* EXERCISE INSTRUCTIONS: Give again only those lines from the start of the entries through the line holding "Enum constant |", leaving them as they are.
### DATA PROVIDED ###
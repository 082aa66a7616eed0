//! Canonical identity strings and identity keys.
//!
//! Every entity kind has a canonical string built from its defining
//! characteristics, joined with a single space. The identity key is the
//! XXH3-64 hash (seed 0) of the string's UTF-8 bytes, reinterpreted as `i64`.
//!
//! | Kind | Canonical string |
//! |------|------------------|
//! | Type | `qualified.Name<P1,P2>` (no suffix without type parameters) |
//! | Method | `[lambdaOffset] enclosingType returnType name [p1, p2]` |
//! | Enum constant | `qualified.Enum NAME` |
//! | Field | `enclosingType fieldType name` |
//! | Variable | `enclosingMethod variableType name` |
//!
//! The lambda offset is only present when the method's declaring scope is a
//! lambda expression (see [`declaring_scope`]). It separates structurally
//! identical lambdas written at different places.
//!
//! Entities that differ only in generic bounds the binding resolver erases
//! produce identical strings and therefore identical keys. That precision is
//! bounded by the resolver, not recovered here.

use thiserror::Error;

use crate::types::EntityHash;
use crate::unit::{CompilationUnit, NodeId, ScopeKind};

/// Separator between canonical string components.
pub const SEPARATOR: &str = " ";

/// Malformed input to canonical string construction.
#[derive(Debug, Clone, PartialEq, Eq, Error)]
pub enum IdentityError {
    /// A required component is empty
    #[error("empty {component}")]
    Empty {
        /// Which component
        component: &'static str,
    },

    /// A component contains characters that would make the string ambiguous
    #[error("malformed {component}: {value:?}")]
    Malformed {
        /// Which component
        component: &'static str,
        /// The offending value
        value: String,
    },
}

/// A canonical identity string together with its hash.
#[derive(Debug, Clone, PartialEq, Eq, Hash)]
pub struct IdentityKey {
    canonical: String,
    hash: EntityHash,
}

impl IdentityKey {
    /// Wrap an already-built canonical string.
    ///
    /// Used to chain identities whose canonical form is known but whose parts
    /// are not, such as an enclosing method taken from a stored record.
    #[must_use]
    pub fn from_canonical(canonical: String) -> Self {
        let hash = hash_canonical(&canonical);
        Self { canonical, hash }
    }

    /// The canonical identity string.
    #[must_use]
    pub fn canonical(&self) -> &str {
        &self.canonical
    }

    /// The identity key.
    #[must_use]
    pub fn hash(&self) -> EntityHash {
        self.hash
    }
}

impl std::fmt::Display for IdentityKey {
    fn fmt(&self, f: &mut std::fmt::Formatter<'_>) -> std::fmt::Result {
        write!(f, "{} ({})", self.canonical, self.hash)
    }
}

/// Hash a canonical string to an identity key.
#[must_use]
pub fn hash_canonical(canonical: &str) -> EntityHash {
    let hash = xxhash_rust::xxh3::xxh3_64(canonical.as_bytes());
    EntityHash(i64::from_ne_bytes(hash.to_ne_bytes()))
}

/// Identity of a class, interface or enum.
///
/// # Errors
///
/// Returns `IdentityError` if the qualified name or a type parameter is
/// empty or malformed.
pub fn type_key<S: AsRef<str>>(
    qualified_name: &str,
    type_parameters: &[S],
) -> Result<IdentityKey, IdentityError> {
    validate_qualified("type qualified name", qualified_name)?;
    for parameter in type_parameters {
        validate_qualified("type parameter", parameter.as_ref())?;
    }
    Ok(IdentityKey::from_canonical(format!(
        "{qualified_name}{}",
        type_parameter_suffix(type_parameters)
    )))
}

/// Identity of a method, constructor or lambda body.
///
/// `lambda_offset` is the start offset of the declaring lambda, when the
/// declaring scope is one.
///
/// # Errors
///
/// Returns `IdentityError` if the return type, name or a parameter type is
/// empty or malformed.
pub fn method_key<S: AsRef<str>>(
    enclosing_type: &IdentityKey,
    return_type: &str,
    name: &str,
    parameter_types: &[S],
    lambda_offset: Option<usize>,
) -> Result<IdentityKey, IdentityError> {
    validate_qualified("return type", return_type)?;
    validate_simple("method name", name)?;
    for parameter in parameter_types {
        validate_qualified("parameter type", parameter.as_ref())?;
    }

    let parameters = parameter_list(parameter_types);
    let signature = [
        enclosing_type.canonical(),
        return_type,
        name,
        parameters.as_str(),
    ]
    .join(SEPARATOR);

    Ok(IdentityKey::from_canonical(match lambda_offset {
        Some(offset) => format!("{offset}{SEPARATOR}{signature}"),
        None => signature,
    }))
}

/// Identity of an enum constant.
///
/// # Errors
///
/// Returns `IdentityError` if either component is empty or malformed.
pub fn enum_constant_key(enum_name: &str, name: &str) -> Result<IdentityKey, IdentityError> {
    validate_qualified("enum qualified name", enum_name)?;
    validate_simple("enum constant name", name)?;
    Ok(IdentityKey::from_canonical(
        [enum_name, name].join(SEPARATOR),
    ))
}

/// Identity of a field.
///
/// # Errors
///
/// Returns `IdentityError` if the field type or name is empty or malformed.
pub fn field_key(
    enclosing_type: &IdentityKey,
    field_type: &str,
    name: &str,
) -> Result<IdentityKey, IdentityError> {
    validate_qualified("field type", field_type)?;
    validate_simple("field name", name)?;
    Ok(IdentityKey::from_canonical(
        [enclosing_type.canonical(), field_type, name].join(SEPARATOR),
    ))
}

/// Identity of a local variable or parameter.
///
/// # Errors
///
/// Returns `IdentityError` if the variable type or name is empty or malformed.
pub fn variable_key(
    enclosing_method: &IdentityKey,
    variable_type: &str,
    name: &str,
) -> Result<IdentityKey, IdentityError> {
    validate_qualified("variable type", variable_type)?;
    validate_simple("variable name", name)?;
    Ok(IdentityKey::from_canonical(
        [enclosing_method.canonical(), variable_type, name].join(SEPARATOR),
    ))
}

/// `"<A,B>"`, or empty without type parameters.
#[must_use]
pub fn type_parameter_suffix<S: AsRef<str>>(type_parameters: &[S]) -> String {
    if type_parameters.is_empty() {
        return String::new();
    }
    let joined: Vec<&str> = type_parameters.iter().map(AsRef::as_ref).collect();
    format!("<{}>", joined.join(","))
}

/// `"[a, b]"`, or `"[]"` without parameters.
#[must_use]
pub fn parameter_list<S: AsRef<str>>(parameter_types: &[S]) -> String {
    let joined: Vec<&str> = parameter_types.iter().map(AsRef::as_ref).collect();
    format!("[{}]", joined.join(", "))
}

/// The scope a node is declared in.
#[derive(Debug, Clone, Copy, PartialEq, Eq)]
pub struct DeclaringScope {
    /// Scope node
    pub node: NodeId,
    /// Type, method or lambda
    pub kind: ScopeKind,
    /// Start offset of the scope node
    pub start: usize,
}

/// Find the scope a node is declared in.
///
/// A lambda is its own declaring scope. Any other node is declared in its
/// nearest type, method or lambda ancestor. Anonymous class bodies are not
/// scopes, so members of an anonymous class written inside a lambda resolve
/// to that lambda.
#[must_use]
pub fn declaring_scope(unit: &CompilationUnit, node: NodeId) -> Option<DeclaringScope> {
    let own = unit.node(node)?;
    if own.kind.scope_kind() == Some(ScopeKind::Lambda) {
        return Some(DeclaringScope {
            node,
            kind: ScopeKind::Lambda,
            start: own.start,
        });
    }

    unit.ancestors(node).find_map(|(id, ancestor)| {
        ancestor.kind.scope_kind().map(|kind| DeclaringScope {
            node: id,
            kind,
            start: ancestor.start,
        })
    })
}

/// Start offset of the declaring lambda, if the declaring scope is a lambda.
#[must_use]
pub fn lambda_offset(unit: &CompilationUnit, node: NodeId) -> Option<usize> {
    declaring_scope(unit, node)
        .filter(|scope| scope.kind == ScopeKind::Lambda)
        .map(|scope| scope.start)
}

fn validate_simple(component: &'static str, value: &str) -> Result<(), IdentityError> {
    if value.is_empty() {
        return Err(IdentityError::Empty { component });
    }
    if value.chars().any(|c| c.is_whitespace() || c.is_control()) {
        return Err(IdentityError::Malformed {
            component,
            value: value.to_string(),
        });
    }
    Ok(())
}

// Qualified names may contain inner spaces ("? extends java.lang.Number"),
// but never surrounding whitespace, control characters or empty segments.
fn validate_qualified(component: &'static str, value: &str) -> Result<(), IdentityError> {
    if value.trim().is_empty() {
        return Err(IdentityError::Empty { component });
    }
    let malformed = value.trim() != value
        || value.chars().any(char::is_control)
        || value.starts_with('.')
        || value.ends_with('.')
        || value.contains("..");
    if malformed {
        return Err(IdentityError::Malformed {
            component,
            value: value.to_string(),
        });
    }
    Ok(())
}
###
* OUTPUT FOR THIS TASK:
repository 082aa66a7616eed0
//! Canonical identity strings and identity keys.
//!
//! Every entity kind has a canonical string built from its defining
//! characteristics, joined with a single space. The identity key is the
//! XXH3-64 hash (seed 0) of the string's UTF-8 bytes, reinterpreted as `i64`.
//!
//! | Kind | Canonical string |
//! |------|------------------|
//! | Type | `qualified.Name<P1,P2>` (no suffix without type parameters) |
//! | Method | `[lambdaOffset] enclosingType returnType name [p1, p2]` |
//! | Enum constant | `qualified.Enum NAME` |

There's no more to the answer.